For this study, we used a systematic five-step approach, which is schematically depicted in Fig. 1.

Step 1: Identification of suitable population pharmacokinetic models for posaconazole, administered as solid oral tablet, available from the literature.

Step 2: Collection of data for the external evaluation cohort from routine clinical care (TDM data) and a previously performed prospective pharmacokinetic study (study data).

Step 3: Evaluation of the identified models and selection of the most suitable model using the data from the external evaluation cohort.

Step 4: Fit-for-purpose analysis using the final selected model.

Step 5: Limited sampling strategy evaluation using the final selected model.

Fig. 1

Schematic depiction of the study design. Blue rectangles indicate the data used for the indicated part of the study. Cmin trough concentration, PK pharmacokinetic, TDM therapeutic drug monitoring

2.1 Model Identification

We performed a structured literature search in PubMed to identify all available parametric population pharmacokinetic models of the solid oral tablet (and intravenous solution) of posaconazole in adult patients until April 2023. The following keywords were used as Medical Subject Heading (MeSH) terms and/or free text for the identification of potential models: ‘posaconazole’ and ‘pharmacokinetic*’. References in the identified articles were screened for any additional relevant publications.
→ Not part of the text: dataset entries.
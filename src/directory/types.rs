use async_trait::async_trait;

use crate::error::Result;
use crate::zone::ZoneRecord;

/// Source of truth for the zones visible to the account.
///
/// Implementations return the complete current listing. If the backend pages
/// its results, every page must be drained before returning.
#[async_trait]
pub trait ZoneDirectory {
    async fn list_zones(&self) -> Result<Vec<ZoneRecord>>;
}
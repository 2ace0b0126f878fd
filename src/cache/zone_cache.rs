use std::collections::{HashMap, HashSet};
use std::sync::Arc;

use log::{debug, warn};
use tokio::sync::Mutex;

use crate::directory::ZoneDirectory;
use crate::error::{Error, Result};
use crate::zone::{ZoneName, ZoneRecord};

use super::observer::{LogObserver, ZoneObserver};
use super::policy::Populate;

/// Read-through cache of zone metadata.
///
/// Zones are fetched from the directory on first use and again whenever a
/// lookup names a zone that is not cached yet. Entries are never evicted.
///
/// The lock is held for the whole lookup, including the directory call, so
/// concurrent lookups against a cold cache result in a single listing.
pub struct ZoneCache {
    directory: Arc<dyn ZoneDirectory + Send + Sync>,
    observer: Arc<dyn ZoneObserver>,
    entries: Mutex<HashMap<ZoneName, ZoneRecord>>,
}

impl ZoneCache {
    pub fn new(directory: Arc<dyn ZoneDirectory + Send + Sync>) -> Self {
        Self::with_observer(directory, Arc::new(LogObserver))
    }

    pub fn with_observer(
        directory: Arc<dyn ZoneDirectory + Send + Sync>,
        observer: Arc<dyn ZoneObserver>,
    ) -> Self {
        Self {
            directory,
            observer,
            entries: Mutex::new(HashMap::new()),
        }
    }

    /// Returns the records of the requested zones that the provider knows of.
    ///
    /// Unknown zones are left out of the result and reported to the observer.
    /// Fails only when a refresh was needed and the directory call failed.
    pub async fn lookup<S: AsRef<str>>(&self, names: &[S]) -> Result<HashMap<ZoneName, ZoneRecord>> {
        if names.is_empty() {
            return Ok(HashMap::new());
        }

        let mut entries = self.entries.lock().await;

        let decision = Populate::decide(&entries, names);
        if decision.is_required() {
            debug!("populating zone cache: {:?}", decision);
            Self::populate(self.directory.as_ref(), &mut entries).await?;
        }

        let mut found = HashMap::new();
        let mut reported = HashSet::new();
        for name in names {
            let name = name.as_ref();
            if found.contains_key(name) {
                continue;
            }
            match entries.get(name) {
                Some(zone) => {
                    found.insert(name.to_string(), zone.clone());
                }
                None => {
                    if reported.insert(name) {
                        self.observer.unknown_zone(name);
                    }
                }
            }
        }

        Ok(found)
    }

    pub async fn len(&self) -> usize {
        self.entries.lock().await.len()
    }

    pub async fn is_empty(&self) -> bool {
        self.entries.lock().await.is_empty()
    }

    // Merges the listing into `entries`; zones missing from the listing are kept.
    // Must be called with the lock held.
    async fn populate(
        directory: &(dyn ZoneDirectory + Send + Sync),
        entries: &mut HashMap<ZoneName, ZoneRecord>,
    ) -> Result<()> {
        let zones = directory.list_zones().await.map_err(|e| {
            Error::DirectoryUnavailable("error describe availability zones".to_string(), Box::new(e))
        })?;

        let mut added = 0;
        for zone in zones {
            if zone.name.is_empty() {
                warn!("skipping zone without a name: {:?}", zone);
                continue;
            }
            if entries.insert(zone.name.clone(), zone).is_none() {
                added += 1;
            }
        }

        debug!(
            "zone cache populated: {} new, {} total",
            added,
            entries.len()
        );
        Ok(())
    }
}
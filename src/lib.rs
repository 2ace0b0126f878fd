pub mod error;
pub use error::*;

pub mod cache;
pub mod directory;
pub mod zone;

mod wrapper;
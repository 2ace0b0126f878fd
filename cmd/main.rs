use std::io::Write;
use std::process::ExitCode;

use clap::Parser;
use log::{error, info};

use zone_cache::cache::ZoneCache;
use zone_cache::error::{Error, Result};

mod config;

#[derive(Parser)]
struct Args {
    #[clap(short, long)]
    config: String,

    /// Zone names to look up
    #[clap(required = true)]
    zones: Vec<String>,
}

#[tokio::main(flavor = "current_thread")]
async fn main() -> ExitCode {
    env_logger::Builder::from_env(env_logger::Env::default().default_filter_or("info")).init();

    let args = Args::parse();
    match run(args).await {
        Ok(()) => ExitCode::SUCCESS,
        Err(e) => {
            error!("{}", e);
            report_failure(&mut std::io::stderr(), &e);
            ExitCode::FAILURE
        }
    }
}

// Printed even when logging is off.
fn report_failure<W: Write>(out: &mut W, err: &Error) {
    let _ = writeln!(out, "zone-cache: {}", err);
}

async fn run(args: Args) -> Result<()> {
    let cfg = config::Parser::parse_yaml(&args.config)?;
    let directory = cfg.directory.into_directory()?;
    let cache = ZoneCache::new(directory);

    let zones = cache.lookup(&args.zones).await?;

    let mut found: Vec<_> = zones.values().collect();
    found.sort_by(|a, b| a.name.cmp(&b.name));
    for zone in found {
        println!("{}\t{}\t{}", zone.name, zone.id, zone.zone_type);
    }

    info!(
        "{} of {} requested zones found, {} cached",
        zones.len(),
        args.zones.len(),
        cache.len().await
    );
    Ok(())
}

#[cfg(test)]
mod tests {
    use super::*;

    #[test]
    fn test_report_failure_writes_error() {
        let mut out = Vec::new();
        report_failure(&mut out, &Error::ConfigError("bad endpoint".to_string()));
        assert_eq!(
            String::from_utf8(out).unwrap(),
            "zone-cache: Config error: bad endpoint\n"
        );
    }
}
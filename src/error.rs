use std::fmt;

pub type Result<T> = std::result::Result<T, Error>;

#[derive(Debug)]
pub enum Error {
    HttpError(String),
    ParseError(String),
    IoError(std::io::Error),
    ConfigError(String),
    DirectoryUnavailable(String, Box<Error>),
}

impl std::error::Error for Error {
    fn source(&self) -> Option<&(dyn std::error::Error + 'static)> {
        match self {
            Error::IoError(e) => Some(e),
            Error::DirectoryUnavailable(_, cause) => Some(&**cause),
            _ => None,
        }
    }
}

impl fmt::Display for Error {
    fn fmt(&self, f: &mut fmt::Formatter) -> fmt::Result {
        match self {
            Error::HttpError(e) => write!(f, "HTTP error: {}", e),
            Error::ParseError(e) => write!(f, "Parse error: {}", e),
            Error::IoError(e) => write!(f, "IO error: {}", e),
            Error::ConfigError(e) => write!(f, "Config error: {}", e),
            Error::DirectoryUnavailable(ctx, cause) => {
                write!(f, "Zone directory unavailable: {}: {}", ctx, cause)
            }
        }
    }
}

impl From<reqwest::Error> for Error {
    fn from(err: reqwest::Error) -> Error {
        Error::HttpError(err.to_string())
    }
}

impl From<std::io::Error> for Error {
    fn from(err: std::io::Error) -> Error {
        Error::IoError(err)
    }
}

impl From<serde_json::Error> for Error {
    fn from(err: serde_json::Error) -> Error {
        Error::ParseError(err.to_string())
    }
}

impl From<serde_yaml::Error> for Error {
    fn from(err: serde_yaml::Error) -> Error {
        Error::ParseError(err.to_string())
    }
}
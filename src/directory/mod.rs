mod types;
pub use types::ZoneDirectory;

mod static_directory;
pub use static_directory::StaticDirectory;

mod http_directory;
pub use http_directory::HttpDirectory;
pub(crate) mod http;
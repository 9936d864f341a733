use serde::Deserialize;

// API: GET /devices. Enumeration only needs the identifier.
#[derive(Debug, Deserialize)]
#[serde(rename_all = "camelCase")]
pub struct DeviceSummary {
    pub summit_id: i64,
}
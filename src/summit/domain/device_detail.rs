use serde::Deserialize;

// API: GET /devices/{summitId}
#[derive(Debug, Deserialize)]
#[serde(rename_all = "camelCase")]
pub struct DeviceDetail {
    pub summit_id: i64,
    pub carrier: String,
    pub customer: Customer,
    pub serial_number: String,
    pub description: String,
    #[serde(default)]
    pub your_device_id: Option<String>,
    pub device_model: String,
    pub last_check_in_time: i64,    // epoch milliseconds
    pub snapshot_refresh_time: i64, // epoch milliseconds
    pub device_up_time: String,
    pub signal_strength: String,
    pub signal_quality: String, // the provider sends this as a string, e.g. "3"
    #[serde(default)]
    pub dynamic_fields: Vec<DynamicField>,
    pub data_plan: i64,
}

#[derive(Debug, Deserialize)]
pub struct Customer {
    pub id: i64,
    pub name: String,
}

#[derive(Debug, Deserialize)]
pub struct DynamicField {
    pub key: String,
    pub value: String,
}
use serde::Deserialize;

/// Error payload the provider returns instead of the requested resource.
#[derive(Debug, Deserialize)]
pub struct ApiError {
    pub message: String,
}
We then reviewed articles based on title and/or abstract and included models if they were developed using data from adult individuals receiving the solid oral tablet formulation of posaconazole. Models were excluded if they were non-parametric, based on intravenous data solely, or developed using data from pediatric patients only. Subsequently, we evaluated the remaining full-text articles on suitability before model implementation in the non-linear mixed-effects modeling package NONMEM, version 7.5 (Icon plc, Dublin, Ireland).

2.2 Data Collection

To evaluate the identified models, we collected data for an external evaluation cohort. This external evaluation cohort comprised two sets of data.

For the first dataset, data were retrospectively collected from patients treated with posaconazole and undergoing TDM at the Radboud University Medical Center, Nijmegen, The Netherlands, between 1 December 2014 and 1 December 2021. This dataset is considered a comprehensive representation of a real-world clinical setting. Patients were eligible for inclusion if they were >18 years of age, received posaconazole as solid oral tablet or as intravenous formulation, and had at least one posaconazole plasma concentration measured as part of routine TDM. Both outpatient and clinical patients were included. Data were collected from patients’ medical records and included posaconazole dosing information (e.g., dose, frequency, route of administration), posaconazole TDM information (e.g., plasma concentration, timing of sample collection), patient characteristics (e.g., age, sex, weight, primary underlying disease), and covariate data as defined in the included models. The institutional Medical Ethics Committee waived the necessity to obtain informed consent from these patients.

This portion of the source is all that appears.